Publicado em 08/03/2021

No artigo anterior iniciamos uma análise sobre o fim da importância dos fatos e a consequente dissonância entre o real e a sua interpretação. 

As narrativas que independem da realidade, a pós-verdade, a supervalorização e a glamourização da opinião são desdobramentos diretos e inevitáveis do relativismo e do politicamente correto. 

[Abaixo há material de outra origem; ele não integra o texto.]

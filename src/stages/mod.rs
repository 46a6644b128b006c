//! Stage executors.
//!
//! A stage reads an immutable snapshot of a [`ContentItem`] and returns the
//! field set it owns as a [`StageOutput`], or a typed [`StageError`]. Stages
//! never mutate the item themselves; the pipeline controller applies their
//! output.
//!
//! The set of stages is closed. [`StageSet::executor`] maps every [`Stage`]
//! to its executor with an exhaustive match, so there is no runtime lookup by
//! name that could fail.
//!
//! Recoverable collaborator failures never leave a stage: Filter, Verify and
//! Script answer them with a deterministic fallback and flag the output.
//! Fetch has no meaningful fallback and turns them into
//! [`StageError::UnreachableSource`].

pub mod correction;
pub mod fetch;
pub mod filter;
pub mod script;
pub mod verify;

use std::fmt;
use std::sync::Arc;
use std::time::Duration;

use async_trait::async_trait;
use serde::{Deserialize, Serialize};

use crate::collaborators::{ContentFetcher, TextAnalyzer};
use crate::content::{ContentItem, Payload, Relevance, Script, Verification};
use crate::error::{StageError, StageResult};
use crate::pipeline::config::PipelineConfig;
use crate::scoring::ScoreRecord;

pub use correction::{CorrectionPlan, FeedbackStage};
pub use fetch::FetchStage;
pub use filter::FilterStage;
pub use script::ScriptStage;
pub use verify::VerifyStage;

/// A discrete step of the pipeline.
#[derive(Debug, Clone, Copy, PartialEq, Eq, Hash, Serialize, Deserialize)]
#[serde(rename_all = "snake_case")]
pub enum Stage {
    Fetch,
    Filter,
    Verify,
    Script,
    /// Plans a correction cycle after a rejected score.
    Feedback,
}

impl Stage {
    pub const ALL: [Stage; 5] = [
        Stage::Fetch,
        Stage::Filter,
        Stage::Verify,
        Stage::Script,
        Stage::Feedback,
    ];

    pub fn as_str(&self) -> &'static str {
        match self {
            Stage::Fetch => "fetch",
            Stage::Filter => "filter",
            Stage::Verify => "verify",
            Stage::Script => "script",
            Stage::Feedback => "feedback",
        }
    }
}

impl fmt::Display for Stage {
    fn fmt(&self, f: &mut fmt::Formatter<'_>) -> fmt::Result {
        f.write_str(self.as_str())
    }
}

/// Input handed to a stage executor.
#[derive(Debug, Clone)]
pub struct StageRequest {
    /// Snapshot of the item at dispatch time.
    pub item: ContentItem,
    /// Adjusted parameters for a correction pass of Script.
    pub correction: Option<CorrectionPlan>,
    /// The score that triggered a correction cycle, for Feedback.
    pub rejected: Option<ScoreRecord>,
}

impl StageRequest {
    pub fn new(item: ContentItem) -> Self {
        Self {
            item,
            correction: None,
            rejected: None,
        }
    }

    pub fn with_correction(mut self, plan: CorrectionPlan) -> Self {
        self.correction = Some(plan);
        self
    }

    pub fn with_rejected(mut self, record: ScoreRecord) -> Self {
        self.rejected = Some(record);
        self
    }

    /// The fetched payload, or a fault when a later stage runs without one.
    pub(crate) fn payload(&self, stage: Stage) -> StageResult<&Payload> {
        self.item
            .payload()
            .ok_or_else(|| StageError::Fault(format!("{} dispatched before fetch", stage)))
    }
}

/// The field set produced by one stage.
#[derive(Debug, Clone, PartialEq)]
pub enum StageOutput {
    Fetched(Payload),
    Filtered(Relevance),
    Verified(Verification),
    Scripted(Script),
    CorrectionPlanned(CorrectionPlan),
}

impl StageOutput {
    /// Whether a local fallback stood in for a collaborator.
    pub fn fallback_used(&self) -> bool {
        match self {
            StageOutput::Fetched(_) | StageOutput::CorrectionPlanned(_) => false,
            StageOutput::Filtered(relevance) => relevance.source.is_fallback(),
            StageOutput::Verified(verification) => verification.fallback_used,
            StageOutput::Scripted(script) => script.fallback_used,
        }
    }
}

/// One pipeline stage.
#[async_trait]
pub trait StageExecutor: Send + Sync {
    fn stage(&self) -> Stage;

    async fn execute(&self, request: &StageRequest) -> StageResult<StageOutput>;
}

/// Timeouts and parameters shared by the stage executors.
#[derive(Debug, Clone)]
pub struct StageSettings {
    pub fetch_timeout: Duration,
    pub collaborator_timeout: Duration,
    pub relevant_categories: Vec<String>,
}

impl StageSettings {
    pub fn from_config(config: &PipelineConfig) -> Self {
        Self {
            fetch_timeout: config.fetch_timeout,
            collaborator_timeout: config.collaborator_timeout,
            relevant_categories: config.relevant_categories.clone(),
        }
    }
}

/// The closed set of stage executors.
pub struct StageSet {
    fetch: FetchStage,
    filter: FilterStage,
    verify: VerifyStage,
    script: ScriptStage,
    feedback: FeedbackStage,
}

impl StageSet {
    pub fn new(
        fetcher: Arc<dyn ContentFetcher>,
        analyzer: Arc<dyn TextAnalyzer>,
        settings: StageSettings,
    ) -> Self {
        Self {
            fetch: FetchStage::new(fetcher, settings.fetch_timeout),
            filter: FilterStage::new(
                Arc::clone(&analyzer),
                settings.relevant_categories.clone(),
                settings.collaborator_timeout,
            ),
            verify: VerifyStage::new(Arc::clone(&analyzer), settings.collaborator_timeout),
            script: ScriptStage::new(analyzer, settings.collaborator_timeout),
            feedback: FeedbackStage::new(),
        }
    }

    pub fn executor(&self, stage: Stage) -> &dyn StageExecutor {
        match stage {
            Stage::Fetch => &self.fetch,
            Stage::Filter => &self.filter,
            Stage::Verify => &self.verify,
            Stage::Script => &self.script,
            Stage::Feedback => &self.feedback,
        }
    }
}

#[cfg(test)]
mod tests {
    use super::*;

    #[test]
    fn test_stage_names() {
        let names: Vec<String> = Stage::ALL.iter().map(|s| s.to_string()).collect();
        assert_eq!(names, ["fetch", "filter", "verify", "script", "feedback"]);
    }

    #[test]
    fn test_stage_serde_matches_display() {
        let json = serde_json::to_string(&Stage::Verify).unwrap();
        assert_eq!(json, "\"verify\"");
    }
}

O relativismo surge como um amálgama de pequenos gestos que pareciam libertadores, mas que, com o tempo, tornaram-se instrumentos avassaladores a serviço da mentira e da covardia. Para aliviar a consciência de pessoas inseguras e intelectualmente frágeis, desviar de um confronto discursivo pode parecer uma espécie de liberdade e até mesmo de independência, mas o seu desenrolar sempre leva a becos sem saída, e até mesmo questões aparentemente banais transformam-se em imensos problemas insolúveis. Em outras palavras, relativizar tende a problematizar o desnecessário, sem oferecer qualquer possibilidade de solução – se nada é absoluto, nem mesmo esta sentença pode ser.

No início o politicamente correto se apegou a esse mesmo princípio falsamente libertador, e apoiado em aparentes substituições justas e solidárias, foi ocupando espaço no debate público, nas conversas privadas e por fim na mente das pessoas.